• _RECORDS FOR THE EXERCISE_:
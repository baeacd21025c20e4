//! Tests for the registry module.
//!
//! Covers:
//! - Precedence of overlapping specifications
//! - Defaults and logging of unmatched calls
//! - Behaviors (throw, invoke, sequence) as seen through dispatch
//! - Explain reports and concurrent use

use super::*;
use crate::behavior::{Behavior, Fault};
use crate::config::MockOptions;
use crate::filter::{ArgumentFilter, ArgumentFilters, ANY};
use crate::member::{MemberKey, Parameter, ReturnType};
use crate::pattern::{arg, PatternExpr};
use crate::value::{TypeTag, Value};
use std::sync::atomic::{AtomicUsize, Ordering};
use std::sync::Arc;
use tracing_test::traced_test;

fn square() -> MemberKey {
    MemberKey::method("square", vec![Parameter::new(TypeTag::Int)])
}

fn int() -> ReturnType {
    ReturnType::Of(TypeTag::Int)
}

#[test]
fn test_later_specification_wins_where_it_overlaps() {
    let mock = Mock::new();
    mock.register(square(), ArgumentFilters::new(vec![ANY]), Behavior::returns(1))
        .unwrap();
    mock.register(
        square(),
        ArgumentFilters::new(vec![ArgumentFilter::equals(5)]),
        Behavior::returns(2),
    )
    .unwrap();

    assert_eq!(mock.dispatch(&square(), &int(), &[5.into()]), Ok(Value::Int(2)));
    assert_eq!(mock.dispatch(&square(), &int(), &[7.into()]), Ok(Value::Int(1)));
}

#[test]
fn test_catch_all_registered_last_shadows_everything() {
    let mock = Mock::new();
    mock.register(
        square(),
        ArgumentFilters::new(vec![ArgumentFilter::equals(5)]),
        Behavior::returns(2),
    )
    .unwrap();
    mock.register(square(), ArgumentFilters::any(1), Behavior::returns(1))
        .unwrap();

    assert_eq!(mock.dispatch(&square(), &int(), &[5.into()]), Ok(Value::Int(1)));
}

#[test]
fn test_register_rejects_wrong_arity() {
    let mock = Mock::new();
    let err = mock
        .register(square(), ArgumentFilters::any(2), Behavior::returns(1))
        .unwrap_err();
    assert!(matches!(
        err,
        crate::error::ExtractionError::ArityMismatch {
            expected: 1,
            actual: 2,
            ..
        }
    ));
    assert_eq!(mock.specification_count(&square()), 0);
}

#[test]
fn test_register_returns_increasing_sequence_numbers() {
    let mock = Mock::new();
    let name = MemberKey::getter("Name");
    assert_eq!(
        mock.register(square(), ArgumentFilters::any(1), Behavior::returns(1)),
        Ok(0)
    );
    assert_eq!(
        mock.register(name.clone(), ArgumentFilters::any(0), Behavior::returns("x")),
        Ok(1)
    );
    assert_eq!(mock.specification_count(&square()), 1);
    assert_eq!(mock.specification_count(&name), 1);
}

#[test]
fn test_unconfigured_member_returns_default_and_logs_each_call() {
    let mock = Mock::new();
    let void = MemberKey::method("reset", vec![]);

    assert_eq!(mock.dispatch(&square(), &int(), &[3.into()]), Ok(Value::Int(0)));
    assert_eq!(
        mock.dispatch(&square(), &ReturnType::Of(TypeTag::Str), &[3.into()]),
        Ok(Value::Null)
    );
    assert_eq!(mock.dispatch(&void, &ReturnType::Void, &[]), Ok(Value::Unit));

    let log = mock.invocations();
    assert_eq!(log.len(), 3);
    assert!(log.iter().all(|r| r.matched.is_none()));
    assert_eq!(
        log.iter().map(|r| r.sequence).collect::<Vec<_>>(),
        vec![0, 1, 2]
    );
    assert_eq!(mock.invocations_of(&square()).len(), 2);
}

#[test]
fn test_dispatch_is_repeatable() {
    let mock = Mock::new();
    mock.register(square(), ArgumentFilters::any(1), Behavior::returns_with(|args| {
        let n = args[0].as_int().unwrap_or_default();
        Value::Int(n * n)
    }))
    .unwrap();

    for expected_len in 1..=3 {
        assert_eq!(mock.dispatch(&square(), &int(), &[4.into()]), Ok(Value::Int(16)));
        assert_eq!(mock.invocation_count(), expected_len);
    }
}

#[test]
fn test_throwing_behavior_still_records_the_call() {
    let mock = Mock::new();
    mock.register(
        square(),
        ArgumentFilters::any(1),
        Behavior::throws(Fault::new("Overflow", "too big")),
    )
    .unwrap();

    let fault = mock.dispatch(&square(), &int(), &[1.into()]).unwrap_err();
    assert_eq!(fault.kind, "Overflow");

    let log = mock.invocations();
    assert_eq!(log.len(), 1);
    assert_eq!(log[0].matched_sequence(), Some(0));
    assert_eq!(log[0].describe(), "square(1)");
}

#[test]
fn test_invoke_callback_can_reenter_the_mock() {
    let mock = Arc::new(Mock::new());
    let seen = Arc::new(AtomicUsize::new(0));

    let inner = Arc::clone(&mock);
    let counter = Arc::clone(&seen);
    mock.register(
        square(),
        ArgumentFilters::new(vec![ArgumentFilter::equals(1)]),
        Behavior::invoke(move |_| {
            // Nested call is logged while the outer behavior runs.
            let nested = inner.dispatch(&square(), &ReturnType::Of(TypeTag::Int), &[2.into()]);
            assert_eq!(nested, Ok(Value::Int(0)));
            counter.store(inner.invocation_count(), Ordering::SeqCst);
        }),
    )
    .unwrap();

    assert_eq!(mock.dispatch(&square(), &int(), &[1.into()]), Ok(Value::Int(0)));
    assert_eq!(seen.load(Ordering::SeqCst), 2);

    let log = mock.invocations();
    assert_eq!(log[0].arguments, vec![Value::Int(1)]);
    assert_eq!(log[1].arguments, vec![Value::Int(2)]);
}

#[test]
fn test_sequence_advances_per_match_and_repeats_last_step() {
    let mock = Mock::new();
    let name = MemberKey::getter("Name");
    let text = ReturnType::Of(TypeTag::Str);
    mock.register(
        name.clone(),
        ArgumentFilters::any(0),
        Behavior::sequence(vec![
            Behavior::returns("a"),
            Behavior::throws(Fault::new("Gone", "")),
            Behavior::returns("c"),
        ]),
    )
    .unwrap();

    assert_eq!(mock.dispatch(&name, &text, &[]), Ok(Value::from("a")));
    assert!(mock.dispatch(&name, &text, &[]).is_err());
    assert_eq!(mock.dispatch(&name, &text, &[]), Ok(Value::from("c")));
    assert_eq!(mock.dispatch(&name, &text, &[]), Ok(Value::from("c")));
}

#[test]
fn test_when_extracts_and_registers() {
    let mock = Mock::new();
    let pattern = PatternExpr::call(square(), vec![arg::is_greater_than(10)]);
    mock.when(&pattern, Behavior::returns(100)).unwrap();

    assert_eq!(mock.dispatch(&square(), &int(), &[11.into()]), Ok(Value::Int(100)));
    assert_eq!(mock.dispatch(&square(), &int(), &[10.into()]), Ok(Value::Int(0)));

    let nested = PatternExpr::array(vec![pattern]);
    assert!(mock.when(&nested, Behavior::returns(1)).is_err());
    assert_eq!(mock.specification_count(&square()), 1);
}

#[test]
fn test_explain_reports_candidates_without_logging() {
    let mock = Mock::new();
    mock.register(square(), ArgumentFilters::any(1), Behavior::returns(1))
        .unwrap();
    mock.register(
        square(),
        ArgumentFilters::new(vec![ArgumentFilter::equals(5)]),
        Behavior::returns(2),
    )
    .unwrap();

    let report = mock.explain(&square(), &[7.into()]);
    assert!(report.matched);
    assert_eq!(report.matched_sequence, Some(0));
    assert_eq!(report.candidates.len(), 2);
    assert_eq!(report.candidates[0].sequence, 1);
    assert!(!report.candidates[0].matches);
    assert_eq!(report.candidates[0].first_mismatch, Some(0));
    assert!(report.candidates[1].matches);
    assert_eq!(mock.invocation_count(), 0);

    let json = serde_json::to_value(&report).unwrap();
    assert_eq!(json["matchedSequence"], 0);
    assert_eq!(json["member"], "square(int)");
}

#[test]
fn test_explain_unknown_member() {
    let mock = Mock::new();
    let report = mock.explain(&square(), &[1.into()]);
    assert!(!report.matched);
    assert!(report.candidates.is_empty());
    assert!(report.reason.unwrap().contains("no specifications"));
}

#[traced_test]
#[test]
fn test_unmatched_call_warns_when_requested() {
    let mock = Mock::with_options(MockOptions {
        name: Some("calc".to_string()),
        warn_on_unmatched: true,
    });
    mock.dispatch(&square(), &int(), &[9.into()]).unwrap();
    assert!(logs_contain("calc: no specification matched square(9)"));
}

#[test]
fn test_mock_is_shared_across_threads() {
    let mock = Arc::new(Mock::new());
    mock.register(square(), ArgumentFilters::any(1), Behavior::returns(1))
        .unwrap();

    let handles: Vec<_> = (0..4)
        .map(|i| {
            let mock = Arc::clone(&mock);
            std::thread::spawn(move || {
                for j in 0..25 {
                    let result = mock.dispatch(&square(), &int(), &[Value::Int(i * 100 + j)]);
                    assert_eq!(result, Ok(Value::Int(1)));
                }
            })
        })
        .collect();
    for handle in handles {
        handle.join().unwrap();
    }

    let log = mock.invocations();
    assert_eq!(log.len(), 100);
    assert!(log.iter().enumerate().all(|(i, r)| r.sequence == i as u64));
}

#[test]
fn test_sequence_steps_follow_log_order_across_threads() {
    let mock = Arc::new(Mock::new());
    mock.register(
        square(),
        ArgumentFilters::any(1),
        Behavior::sequence((0..200).map(Behavior::returns)),
    )
    .unwrap();

    let handles: Vec<_> = (0..4)
        .map(|i| {
            let mock = Arc::clone(&mock);
            std::thread::spawn(move || {
                (0..50)
                    .map(|j| {
                        let arg = Value::Int(i * 100 + j);
                        let result = mock.dispatch(&square(), &int(), &[arg.clone()]);
                        (arg, result)
                    })
                    .collect::<Vec<_>>()
            })
        })
        .collect();
    let returned: Vec<(Value, _)> = handles
        .into_iter()
        .flat_map(|handle| handle.join().unwrap())
        .collect();

    let log = mock.invocations();
    assert_eq!(log.len(), 200);
    for record in &log {
        let (_, result) = returned
            .iter()
            .find(|(arg, _)| *arg == record.arguments[0])
            .unwrap();
        assert_eq!(*result, Ok(Value::Int(record.sequence as i64)));
    }
}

• _WHAT YOU NEED TO DO_: Restate the listing word for word, but only from its first line through the line with "fn square() ->", keeping both end lines.

• _SOLUTION FOR THIS EXERCISE_:
repository baeacd21025c20e4
//! Tests for the registry module.
//!
//! Covers:
//! - Precedence of overlapping specifications
//! - Defaults and logging of unmatched calls
//! - Behaviors (throw, invoke, sequence) as seen through dispatch
//! - Explain reports and concurrent use

use super::*;
use crate::behavior::{Behavior, Fault};
use crate::config::MockOptions;
use crate::filter::{ArgumentFilter, ArgumentFilters, ANY};
use crate::member::{MemberKey, Parameter, ReturnType};
use crate::pattern::{arg, PatternExpr};
use crate::value::{TypeTag, Value};
use std::sync::atomic::{AtomicUsize, Ordering};
use std::sync::Arc;
use tracing_test::traced_test;

fn square() -> MemberKey {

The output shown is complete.